**Work instruction:**
Look through the data below. Show each line where the string "true" occurs.

**Data:**
++++++++++++++++++++

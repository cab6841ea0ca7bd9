//! The operator's chillbox ssh identity.
//!
//! The private key is stored in the archive encrypted to the local instance
//! key (`ssh/{user}.chillbox.pem.aes`). `ssh-unlock` decrypts it next to a
//! generated `ssh_config`; `ssh-lock` shreds both.

use std::fmt::Write as _;
use std::path::{Path, PathBuf};

use chillbox_archive::state::{ArchiveState, IDENTITY_FILE_TEMP, SSH_CONFIG_TEMP};
use chillbox_core::config::ChillboxConfig;
use chillbox_core::{ArchiveLayout, ChillboxError, ChillboxResult, Identity};
use chillbox_secrets::tool::read_key_file;
use chillbox_secrets::{shred_file, CryptoTool, ShredGuard, TempRecords, UnlockedKey};
use tokio::process::Command;
use zeroize::Zeroizing;

/// Generate and store the operator's ssh key unless it already exists.
/// Returns `true` when a new key was created.
pub async fn ensure_user_ssh_key(
    layout: &ArchiveLayout,
    state: &mut ArchiveState,
    crypto: &dyn CryptoTool,
    identity: &Identity,
) -> ChillboxResult<bool> {
    let stored = layout.user_ssh_key(&identity.name);
    if stored.exists() {
        return Ok(false);
    }

    let dir = tempfile::Builder::new()
        .prefix("chillbox-ssh-keygen-")
        .tempdir()?;
    let key_path = dir.path().join("id_ed25519");
    let private = ShredGuard::new(&key_path);

    let comment = format!("{}@{}", identity.name, layout.instance());
    let output = Command::new("ssh-keygen")
        .args(["-q", "-t", "ed25519", "-N", "", "-C", &comment, "-f"])
        .arg(&key_path)
        .kill_on_drop(true)
        .output()
        .await
        .map_err(|e| match e.kind() {
            std::io::ErrorKind::NotFound => {
                ChillboxError::Dependency("the ssh-keygen command was not found on PATH".into())
            }
            _ => ChillboxError::Other(anyhow::anyhow!("spawning ssh-keygen: {e}")),
        })?;
    if !output.status.success() {
        return Err(ChillboxError::Other(anyhow::anyhow!(
            "ssh-keygen failed: {}",
            String::from_utf8_lossy(&output.stderr).trim()
        )));
    }

    let plaintext = Zeroizing::new(std::fs::read(private.path())?);
    let public_key = read_key_file(&layout.public_key())?;
    let ciphertext = crypto.encrypt(&public_key, &plaintext)?;
    private.shred()?;

    std::fs::create_dir_all(layout.ssh_dir())?;
    std::fs::write(&stored, ciphertext)?;

    let public_ssh_key = std::fs::read_to_string(key_path.with_extension("pub"))?;
    let mut data = state.current_user_data()?;
    let public_ssh_key = public_ssh_key.trim().to_string();
    if !data.public_ssh_key.contains(&public_ssh_key) {
        data.public_ssh_key.push(public_ssh_key);
    }
    state.set_current_user_data(&data)?;

    tracing::info!(user = %identity, "created chillbox ssh key");
    Ok(true)
}

/// `ssh_config` text for every server `identity` logs into.
pub fn render_ssh_config(
    config: &ChillboxConfig,
    layout: &ArchiveLayout,
    identity: &Identity,
    identity_file: &Path,
) -> String {
    let mut text = String::new();
    for server in config
        .servers
        .iter()
        .filter(|s| s.login_users.iter().any(|u| *u == identity.name))
    {
        let _ = writeln!(text, "Host {}", server.name);
        let _ = writeln!(text, "  HostName {}", server.host);
        let _ = writeln!(text, "  User {}", identity.name);
        let _ = writeln!(text, "  IdentityFile {}", identity_file.display());
        let _ = writeln!(text, "  IdentitiesOnly yes");
        let _ = writeln!(text, "  UserKnownHostsFile {}", layout.known_hosts().display());
        text.push('\n');
    }
    text
}

/// Decrypt the ssh identity and write a matching `ssh_config`, replacing any
/// earlier unlock. Returns the `ssh_config` path.
pub fn ssh_unlock(
    layout: &ArchiveLayout,
    state: &mut ArchiveState,
    config: &ChillboxConfig,
    crypto: &dyn CryptoTool,
    key: &UnlockedKey,
    identity: &Identity,
) -> ChillboxResult<PathBuf> {
    ssh_lock(state)?;

    let stored = layout.user_ssh_key(&identity.name);
    let ciphertext = std::fs::read(&stored)
        .map_err(|e| ChillboxError::MissingFile(format!("{}: {e}", stored.display())))?;

    let identity_file = ShredGuard::temp("chillbox-identity-")?;
    state.record_temp(IDENTITY_FILE_TEMP, identity_file.path())?;
    let written = write_unlocked(
        layout,
        state,
        config,
        crypto,
        key,
        identity,
        &ciphertext,
        identity_file.path(),
    );
    let ssh_config = match written {
        Ok(ssh_config) => ssh_config,
        Err(e) => {
            identity_file.shred()?;
            state.clear_temp(SSH_CONFIG_TEMP)?;
            state.clear_temp(IDENTITY_FILE_TEMP)?;
            return Err(e);
        }
    };

    identity_file.into_path();
    tracing::info!(
        "use the ssh command: ssh -F {} SERVER_NAME",
        ssh_config.display()
    );
    Ok(ssh_config)
}

#[allow(clippy::too_many_arguments)]
fn write_unlocked(
    layout: &ArchiveLayout,
    state: &mut ArchiveState,
    config: &ChillboxConfig,
    crypto: &dyn CryptoTool,
    key: &UnlockedKey,
    identity: &Identity,
    ciphertext: &[u8],
    identity_file: &Path,
) -> ChillboxResult<PathBuf> {
    let plaintext = crypto.decrypt(&key.private_key()?, ciphertext)?;
    std::fs::write(identity_file, plaintext.as_slice())?;

    let ssh_config = tempfile::Builder::new()
        .prefix("chillbox-")
        .suffix(".chillbox.ssh_config")
        .tempfile()?;
    let (_, ssh_config) = ssh_config.keep().map_err(|e| e.error)?;
    let ssh_config = ShredGuard::new(ssh_config);
    state.record_temp(SSH_CONFIG_TEMP, ssh_config.path())?;
    std::fs::write(
        ssh_config.path(),
        render_ssh_config(config, layout, identity, identity_file),
    )?;
    Ok(ssh_config.into_path())
}

/// Shred the unlocked ssh identity and config, clearing their records.
pub fn ssh_lock(state: &mut ArchiveState) -> ChillboxResult<()> {
    for key in [SSH_CONFIG_TEMP, IDENTITY_FILE_TEMP] {
        if let Some(path) = state.temp_path(key)? {
            shred_file(&path)?;
            tracing::debug!(key, path = %path.display(), "shredded");
        }
        state.clear_temp(key)?;
    }
    Ok(())
}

++++++++++++++++++++

**Output of the exercise:**
/// Returns `true` when a new key was created.
        .kill_on_drop(true)
    Ok(true)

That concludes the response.